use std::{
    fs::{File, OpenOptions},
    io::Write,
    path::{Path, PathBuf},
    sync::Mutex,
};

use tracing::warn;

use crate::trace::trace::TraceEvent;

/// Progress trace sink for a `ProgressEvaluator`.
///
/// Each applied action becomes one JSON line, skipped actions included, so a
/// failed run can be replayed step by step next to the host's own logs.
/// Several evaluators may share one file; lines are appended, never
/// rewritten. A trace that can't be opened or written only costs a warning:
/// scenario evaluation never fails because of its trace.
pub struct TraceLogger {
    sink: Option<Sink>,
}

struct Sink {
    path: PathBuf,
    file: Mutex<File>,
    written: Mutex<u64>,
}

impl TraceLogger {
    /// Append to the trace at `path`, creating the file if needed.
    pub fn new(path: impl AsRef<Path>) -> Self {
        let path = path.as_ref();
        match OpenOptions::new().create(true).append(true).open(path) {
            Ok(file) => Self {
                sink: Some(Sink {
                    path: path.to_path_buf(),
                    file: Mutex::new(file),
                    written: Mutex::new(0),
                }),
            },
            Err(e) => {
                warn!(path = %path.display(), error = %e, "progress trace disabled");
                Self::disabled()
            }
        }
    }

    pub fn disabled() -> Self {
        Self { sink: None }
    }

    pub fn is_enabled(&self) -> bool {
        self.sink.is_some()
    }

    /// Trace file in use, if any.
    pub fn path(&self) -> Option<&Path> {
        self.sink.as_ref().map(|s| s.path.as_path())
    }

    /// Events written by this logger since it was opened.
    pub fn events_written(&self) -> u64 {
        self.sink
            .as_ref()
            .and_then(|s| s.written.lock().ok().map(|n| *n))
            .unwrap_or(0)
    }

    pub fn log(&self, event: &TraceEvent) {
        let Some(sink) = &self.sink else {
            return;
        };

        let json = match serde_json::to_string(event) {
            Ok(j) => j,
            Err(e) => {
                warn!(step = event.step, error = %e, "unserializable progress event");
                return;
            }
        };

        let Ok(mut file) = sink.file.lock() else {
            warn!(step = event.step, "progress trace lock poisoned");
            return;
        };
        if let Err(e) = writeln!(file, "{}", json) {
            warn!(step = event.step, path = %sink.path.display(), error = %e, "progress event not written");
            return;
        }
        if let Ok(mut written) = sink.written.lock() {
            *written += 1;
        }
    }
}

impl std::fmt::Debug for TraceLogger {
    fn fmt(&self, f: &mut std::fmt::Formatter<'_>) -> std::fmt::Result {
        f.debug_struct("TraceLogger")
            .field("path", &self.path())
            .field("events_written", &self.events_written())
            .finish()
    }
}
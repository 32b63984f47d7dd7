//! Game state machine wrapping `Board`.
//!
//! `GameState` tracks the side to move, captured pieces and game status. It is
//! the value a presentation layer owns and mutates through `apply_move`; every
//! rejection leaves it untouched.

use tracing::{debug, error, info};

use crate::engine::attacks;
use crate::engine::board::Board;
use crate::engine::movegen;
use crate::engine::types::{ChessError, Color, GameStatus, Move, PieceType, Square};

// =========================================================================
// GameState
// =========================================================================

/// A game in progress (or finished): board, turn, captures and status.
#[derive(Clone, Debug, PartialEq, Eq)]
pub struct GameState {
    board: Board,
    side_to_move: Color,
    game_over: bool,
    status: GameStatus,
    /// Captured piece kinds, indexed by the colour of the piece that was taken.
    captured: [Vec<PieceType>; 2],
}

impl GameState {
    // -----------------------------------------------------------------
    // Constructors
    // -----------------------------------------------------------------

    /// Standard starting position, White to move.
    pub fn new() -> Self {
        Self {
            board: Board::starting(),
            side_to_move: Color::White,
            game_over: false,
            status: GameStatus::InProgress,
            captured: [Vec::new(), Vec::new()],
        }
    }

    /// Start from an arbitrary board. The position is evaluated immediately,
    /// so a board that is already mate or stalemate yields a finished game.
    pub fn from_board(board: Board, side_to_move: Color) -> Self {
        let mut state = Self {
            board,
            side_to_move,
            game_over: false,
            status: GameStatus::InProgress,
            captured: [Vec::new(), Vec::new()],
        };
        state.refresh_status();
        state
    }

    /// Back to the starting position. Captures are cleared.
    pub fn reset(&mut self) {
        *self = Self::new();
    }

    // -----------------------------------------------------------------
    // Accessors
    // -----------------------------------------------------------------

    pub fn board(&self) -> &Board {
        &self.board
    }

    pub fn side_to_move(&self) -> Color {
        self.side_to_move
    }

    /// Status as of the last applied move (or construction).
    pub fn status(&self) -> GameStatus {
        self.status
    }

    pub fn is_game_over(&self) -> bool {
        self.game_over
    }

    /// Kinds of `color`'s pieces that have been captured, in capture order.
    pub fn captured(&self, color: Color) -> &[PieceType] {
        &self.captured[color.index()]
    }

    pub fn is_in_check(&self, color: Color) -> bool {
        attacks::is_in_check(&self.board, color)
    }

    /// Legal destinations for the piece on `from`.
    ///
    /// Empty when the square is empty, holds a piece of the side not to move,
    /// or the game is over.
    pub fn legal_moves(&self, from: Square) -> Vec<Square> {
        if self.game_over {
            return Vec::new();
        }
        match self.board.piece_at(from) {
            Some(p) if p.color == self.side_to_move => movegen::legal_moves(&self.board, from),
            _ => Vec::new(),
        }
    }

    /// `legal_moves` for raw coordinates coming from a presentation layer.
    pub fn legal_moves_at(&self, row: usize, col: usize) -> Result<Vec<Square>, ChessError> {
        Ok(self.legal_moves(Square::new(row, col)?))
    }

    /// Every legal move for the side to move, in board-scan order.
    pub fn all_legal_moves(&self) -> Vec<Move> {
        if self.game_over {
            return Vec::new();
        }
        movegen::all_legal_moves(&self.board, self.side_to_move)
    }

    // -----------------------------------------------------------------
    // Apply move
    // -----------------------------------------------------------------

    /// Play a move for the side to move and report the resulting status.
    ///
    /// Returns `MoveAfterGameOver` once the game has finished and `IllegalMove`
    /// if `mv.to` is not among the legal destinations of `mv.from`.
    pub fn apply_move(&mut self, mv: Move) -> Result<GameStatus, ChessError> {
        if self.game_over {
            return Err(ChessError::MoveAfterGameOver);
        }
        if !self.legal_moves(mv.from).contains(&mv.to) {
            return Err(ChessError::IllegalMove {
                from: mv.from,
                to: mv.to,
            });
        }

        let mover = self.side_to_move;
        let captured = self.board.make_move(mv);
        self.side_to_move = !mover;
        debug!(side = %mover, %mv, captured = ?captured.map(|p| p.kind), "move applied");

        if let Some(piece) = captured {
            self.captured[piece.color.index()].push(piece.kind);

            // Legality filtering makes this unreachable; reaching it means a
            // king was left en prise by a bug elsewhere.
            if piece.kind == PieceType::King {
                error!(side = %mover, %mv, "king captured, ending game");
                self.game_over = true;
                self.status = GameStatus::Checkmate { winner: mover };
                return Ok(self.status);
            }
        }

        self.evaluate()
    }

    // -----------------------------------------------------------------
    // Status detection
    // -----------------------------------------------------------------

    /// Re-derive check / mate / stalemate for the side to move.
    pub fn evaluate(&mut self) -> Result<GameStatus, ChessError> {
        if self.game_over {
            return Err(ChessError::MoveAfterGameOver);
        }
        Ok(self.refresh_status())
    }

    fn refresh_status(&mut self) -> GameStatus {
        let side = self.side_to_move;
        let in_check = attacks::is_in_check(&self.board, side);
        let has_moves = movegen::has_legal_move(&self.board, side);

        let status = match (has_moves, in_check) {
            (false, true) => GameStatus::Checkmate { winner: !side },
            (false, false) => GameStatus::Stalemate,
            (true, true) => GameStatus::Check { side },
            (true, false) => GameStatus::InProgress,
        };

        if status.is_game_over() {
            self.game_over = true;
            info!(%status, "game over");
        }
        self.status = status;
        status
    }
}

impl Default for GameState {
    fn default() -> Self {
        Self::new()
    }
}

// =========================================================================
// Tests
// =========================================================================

--------

→ **Exercise**
The records above are to be copied out exactly, line for line.

→ **Output of the exercise**
use std::{
    fs::{File, OpenOptions},
    io::Write,
    path::{Path, PathBuf},
    sync::Mutex,
};

use tracing::warn;

use crate::trace::trace::TraceEvent;

/// Progress trace sink for a `ProgressEvaluator`.
///
/// Each applied action becomes one JSON line, skipped actions included, so a
/// failed run can be replayed step by step next to the host's own logs.
/// Several evaluators may share one file; lines are appended, never
/// rewritten. A trace that can't be opened or written only costs a warning:
/// scenario evaluation never fails because of its trace.
pub struct TraceLogger {
    sink: Option<Sink>,
}

struct Sink {
    path: PathBuf,
    file: Mutex<File>,
    written: Mutex<u64>,
}

impl TraceLogger {
    /// Append to the trace at `path`, creating the file if needed.
    pub fn new(path: impl AsRef<Path>) -> Self {
        let path = path.as_ref();
        match OpenOptions::new().create(true).append(true).open(path) {
            Ok(file) => Self {
                sink: Some(Sink {
                    path: path.to_path_buf(),
                    file: Mutex::new(file),
                    written: Mutex::new(0),
                }),
            },
            Err(e) => {
                warn!(path = %path.display(), error = %e, "progress trace disabled");
                Self::disabled()
            }
        }
    }

    pub fn disabled() -> Self {
        Self { sink: None }
    }

    pub fn is_enabled(&self) -> bool {
        self.sink.is_some()
    }

    /// Trace file in use, if any.
    pub fn path(&self) -> Option<&Path> {
        self.sink.as_ref().map(|s| s.path.as_path())
    }

    /// Events written by this logger since it was opened.
    pub fn events_written(&self) -> u64 {
        self.sink
            .as_ref()
            .and_then(|s| s.written.lock().ok().map(|n| *n))
            .unwrap_or(0)
    }

    pub fn log(&self, event: &TraceEvent) {
        let Some(sink) = &self.sink else {
            return;
        };

        let json = match serde_json::to_string(event) {
            Ok(j) => j,
            Err(e) => {
                warn!(step = event.step, error = %e, "unserializable progress event");
                return;
            }
        };

        let Ok(mut file) = sink.file.lock() else {
            warn!(step = event.step, "progress trace lock poisoned");
            return;
        };
        if let Err(e) = writeln!(file, "{}", json) {
            warn!(step = event.step, path = %sink.path.display(), error = %e, "progress event not written");
            return;
        }
        if let Ok(mut written) = sink.written.lock() {
            *written += 1;
        }
    }
}

impl std::fmt::Debug for TraceLogger {
    fn fmt(&self, f: &mut std::fmt::Formatter<'_>) -> std::fmt::Result {
        f.debug_struct("TraceLogger")
            .field("path", &self.path())
            .field("events_written", &self.events_written())
            .finish()
    }
}
repository 32b63984f47d7dd7
//! Game state machine wrapping `Board`.
//!
//! `GameState` tracks the side to move, captured pieces and game status. It is
//! the value a presentation layer owns and mutates through `apply_move`; every
//! rejection leaves it untouched.

use tracing::{debug, error, info};

use crate::engine::attacks;
use crate::engine::board::Board;
use crate::engine::movegen;
use crate::engine::types::{ChessError, Color, GameStatus, Move, PieceType, Square};

// =========================================================================
// GameState
// =========================================================================

/// A game in progress (or finished): board, turn, captures and status.
#[derive(Clone, Debug, PartialEq, Eq)]
pub struct GameState {
    board: Board,
    side_to_move: Color,
    game_over: bool,
    status: GameStatus,
    /// Captured piece kinds, indexed by the colour of the piece that was taken.
    captured: [Vec<PieceType>; 2],
}

impl GameState {
    // -----------------------------------------------------------------
    // Constructors
    // -----------------------------------------------------------------

    /// Standard starting position, White to move.
    pub fn new() -> Self {
        Self {
            board: Board::starting(),
            side_to_move: Color::White,
            game_over: false,
            status: GameStatus::InProgress,
            captured: [Vec::new(), Vec::new()],
        }
    }

    /// Start from an arbitrary board. The position is evaluated immediately,
    /// so a board that is already mate or stalemate yields a finished game.
    pub fn from_board(board: Board, side_to_move: Color) -> Self {
        let mut state = Self {
            board,
            side_to_move,
            game_over: false,
            status: GameStatus::InProgress,
            captured: [Vec::new(), Vec::new()],
        };
        state.refresh_status();
        state
    }

    /// Back to the starting position. Captures are cleared.
    pub fn reset(&mut self) {
        *self = Self::new();
    }

    // -----------------------------------------------------------------
    // Accessors
    // -----------------------------------------------------------------

    pub fn board(&self) -> &Board {
        &self.board
    }

    pub fn side_to_move(&self) -> Color {
        self.side_to_move
    }

    /// Status as of the last applied move (or construction).
    pub fn status(&self) -> GameStatus {
        self.status
    }

    pub fn is_game_over(&self) -> bool {
        self.game_over
    }

    /// Kinds of `color`'s pieces that have been captured, in capture order.
    pub fn captured(&self, color: Color) -> &[PieceType] {
        &self.captured[color.index()]
    }

    pub fn is_in_check(&self, color: Color) -> bool {
        attacks::is_in_check(&self.board, color)
    }

    /// Legal destinations for the piece on `from`.
    ///
    /// Empty when the square is empty, holds a piece of the side not to move,
    /// or the game is over.
    pub fn legal_moves(&self, from: Square) -> Vec<Square> {
        if self.game_over {
            return Vec::new();
        }
        match self.board.piece_at(from) {
            Some(p) if p.color == self.side_to_move => movegen::legal_moves(&self.board, from),
            _ => Vec::new(),
        }
    }

    /// `legal_moves` for raw coordinates coming from a presentation layer.
    pub fn legal_moves_at(&self, row: usize, col: usize) -> Result<Vec<Square>, ChessError> {
        Ok(self.legal_moves(Square::new(row, col)?))
    }

    /// Every legal move for the side to move, in board-scan order.
    pub fn all_legal_moves(&self) -> Vec<Move> {
        if self.game_over {
            return Vec::new();
        }
        movegen::all_legal_moves(&self.board, self.side_to_move)
    }

    // -----------------------------------------------------------------
    // Apply move
    // -----------------------------------------------------------------

    /// Play a move for the side to move and report the resulting status.
    ///
    /// Returns `MoveAfterGameOver` once the game has finished and `IllegalMove`
    /// if `mv.to` is not among the legal destinations of `mv.from`.
    pub fn apply_move(&mut self, mv: Move) -> Result<GameStatus, ChessError> {
        if self.game_over {
            return Err(ChessError::MoveAfterGameOver);
        }
        if !self.legal_moves(mv.from).contains(&mv.to) {
            return Err(ChessError::IllegalMove {
                from: mv.from,
                to: mv.to,
            });
        }

        let mover = self.side_to_move;
        let captured = self.board.make_move(mv);
        self.side_to_move = !mover;
        debug!(side = %mover, %mv, captured = ?captured.map(|p| p.kind), "move applied");

        if let Some(piece) = captured {
            self.captured[piece.color.index()].push(piece.kind);

            // Legality filtering makes this unreachable; reaching it means a
            // king was left en prise by a bug elsewhere.
            if piece.kind == PieceType::King {
                error!(side = %mover, %mv, "king captured, ending game");
                self.game_over = true;
                self.status = GameStatus::Checkmate { winner: mover };
                return Ok(self.status);
            }
        }

        self.evaluate()
    }

    // -----------------------------------------------------------------
    // Status detection
    // -----------------------------------------------------------------

    /// Re-derive check / mate / stalemate for the side to move.
    pub fn evaluate(&mut self) -> Result<GameStatus, ChessError> {
        if self.game_over {
            return Err(ChessError::MoveAfterGameOver);
        }
        Ok(self.refresh_status())
    }

    fn refresh_status(&mut self) -> GameStatus {
        let side = self.side_to_move;
        let in_check = attacks::is_in_check(&self.board, side);
        let has_moves = movegen::has_legal_move(&self.board, side);

        let status = match (has_moves, in_check) {
            (false, true) => GameStatus::Checkmate { winner: !side },
            (false, false) => GameStatus::Stalemate,
            (true, true) => GameStatus::Check { side },
            (true, false) => GameStatus::InProgress,
        };

        if status.is_game_over() {
            self.game_over = true;
            info!(%status, "game over");
        }
        self.status = status;
        status
    }
}

impl Default for GameState {
    fn default() -> Self {
        Self::new()
    }
}

// =========================================================================
// Tests
// =========================================================================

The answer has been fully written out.